::: Supplied data

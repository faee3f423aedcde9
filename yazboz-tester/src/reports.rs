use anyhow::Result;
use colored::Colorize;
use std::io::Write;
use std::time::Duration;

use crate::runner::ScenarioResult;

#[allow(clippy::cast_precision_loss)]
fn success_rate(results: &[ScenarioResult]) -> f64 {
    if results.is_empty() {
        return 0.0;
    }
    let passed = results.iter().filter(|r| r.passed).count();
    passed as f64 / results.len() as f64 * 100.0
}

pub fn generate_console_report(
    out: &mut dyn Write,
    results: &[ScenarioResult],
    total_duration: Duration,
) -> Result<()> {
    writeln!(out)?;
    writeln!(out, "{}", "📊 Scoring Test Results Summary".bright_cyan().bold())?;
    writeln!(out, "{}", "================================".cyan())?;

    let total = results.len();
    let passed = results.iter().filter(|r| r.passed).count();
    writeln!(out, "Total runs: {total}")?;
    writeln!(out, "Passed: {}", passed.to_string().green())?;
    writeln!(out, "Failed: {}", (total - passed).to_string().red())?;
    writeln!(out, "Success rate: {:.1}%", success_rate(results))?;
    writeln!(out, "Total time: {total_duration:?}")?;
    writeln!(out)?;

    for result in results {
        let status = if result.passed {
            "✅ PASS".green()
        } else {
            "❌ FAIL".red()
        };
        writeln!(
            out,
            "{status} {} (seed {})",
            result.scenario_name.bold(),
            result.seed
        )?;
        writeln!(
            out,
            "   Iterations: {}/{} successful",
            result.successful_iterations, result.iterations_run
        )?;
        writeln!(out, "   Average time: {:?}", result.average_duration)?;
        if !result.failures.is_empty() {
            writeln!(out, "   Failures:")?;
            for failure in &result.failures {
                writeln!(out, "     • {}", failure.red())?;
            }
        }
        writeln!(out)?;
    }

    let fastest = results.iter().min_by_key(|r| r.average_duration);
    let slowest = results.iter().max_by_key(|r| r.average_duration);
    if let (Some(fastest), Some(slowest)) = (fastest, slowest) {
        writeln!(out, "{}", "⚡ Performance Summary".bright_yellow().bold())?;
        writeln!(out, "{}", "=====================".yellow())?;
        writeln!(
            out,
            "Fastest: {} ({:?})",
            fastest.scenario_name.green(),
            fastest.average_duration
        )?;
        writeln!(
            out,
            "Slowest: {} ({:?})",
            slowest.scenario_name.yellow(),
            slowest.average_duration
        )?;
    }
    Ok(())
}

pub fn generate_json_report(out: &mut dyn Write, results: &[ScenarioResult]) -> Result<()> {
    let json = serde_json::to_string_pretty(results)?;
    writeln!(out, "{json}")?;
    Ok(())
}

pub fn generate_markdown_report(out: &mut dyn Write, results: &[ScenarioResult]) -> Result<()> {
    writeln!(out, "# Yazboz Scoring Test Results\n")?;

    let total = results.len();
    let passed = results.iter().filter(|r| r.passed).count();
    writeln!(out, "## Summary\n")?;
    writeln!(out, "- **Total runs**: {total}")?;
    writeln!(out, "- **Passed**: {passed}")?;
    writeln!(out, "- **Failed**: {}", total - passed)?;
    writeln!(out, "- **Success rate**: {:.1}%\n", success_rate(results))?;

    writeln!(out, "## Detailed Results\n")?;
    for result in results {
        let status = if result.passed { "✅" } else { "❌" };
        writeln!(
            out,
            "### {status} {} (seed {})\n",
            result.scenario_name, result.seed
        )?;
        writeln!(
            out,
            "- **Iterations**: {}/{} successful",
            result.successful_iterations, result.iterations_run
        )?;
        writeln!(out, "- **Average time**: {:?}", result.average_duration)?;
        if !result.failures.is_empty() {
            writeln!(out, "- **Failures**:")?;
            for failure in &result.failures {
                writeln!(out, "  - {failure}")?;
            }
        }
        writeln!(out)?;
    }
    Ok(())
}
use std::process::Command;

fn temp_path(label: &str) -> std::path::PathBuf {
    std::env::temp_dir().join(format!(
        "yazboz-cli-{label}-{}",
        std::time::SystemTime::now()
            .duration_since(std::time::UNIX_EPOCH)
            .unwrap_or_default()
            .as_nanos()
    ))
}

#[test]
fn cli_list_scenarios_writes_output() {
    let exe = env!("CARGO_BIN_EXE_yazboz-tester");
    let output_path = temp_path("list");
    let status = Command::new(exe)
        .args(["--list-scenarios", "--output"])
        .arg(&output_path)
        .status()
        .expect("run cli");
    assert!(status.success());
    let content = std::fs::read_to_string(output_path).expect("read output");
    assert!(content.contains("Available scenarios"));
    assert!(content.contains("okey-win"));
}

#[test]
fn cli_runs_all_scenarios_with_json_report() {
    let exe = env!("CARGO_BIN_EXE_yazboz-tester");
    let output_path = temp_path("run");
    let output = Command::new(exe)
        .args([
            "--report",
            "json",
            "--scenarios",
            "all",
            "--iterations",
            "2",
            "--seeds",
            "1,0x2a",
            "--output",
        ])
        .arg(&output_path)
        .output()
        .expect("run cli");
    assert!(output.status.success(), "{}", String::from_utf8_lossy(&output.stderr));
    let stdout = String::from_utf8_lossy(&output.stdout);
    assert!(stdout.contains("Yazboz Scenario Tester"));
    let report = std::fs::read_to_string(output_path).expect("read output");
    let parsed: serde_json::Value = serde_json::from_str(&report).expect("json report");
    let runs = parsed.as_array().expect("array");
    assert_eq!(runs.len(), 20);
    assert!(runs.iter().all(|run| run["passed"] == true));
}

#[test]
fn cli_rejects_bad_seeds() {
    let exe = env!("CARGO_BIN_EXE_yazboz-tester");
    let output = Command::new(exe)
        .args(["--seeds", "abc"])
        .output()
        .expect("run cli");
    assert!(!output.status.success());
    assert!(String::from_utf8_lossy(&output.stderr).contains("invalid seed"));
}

::::::

*About this exercise*: Scan the listing and copy every line where the string "Scoring" shows up.

*Expected answer*:
    writeln!(out, "{}", "📊 Scoring Test Results Summary".bright_cyan().bold())?;
    writeln!(out, "# Yazboz Scoring Test Results\n")?;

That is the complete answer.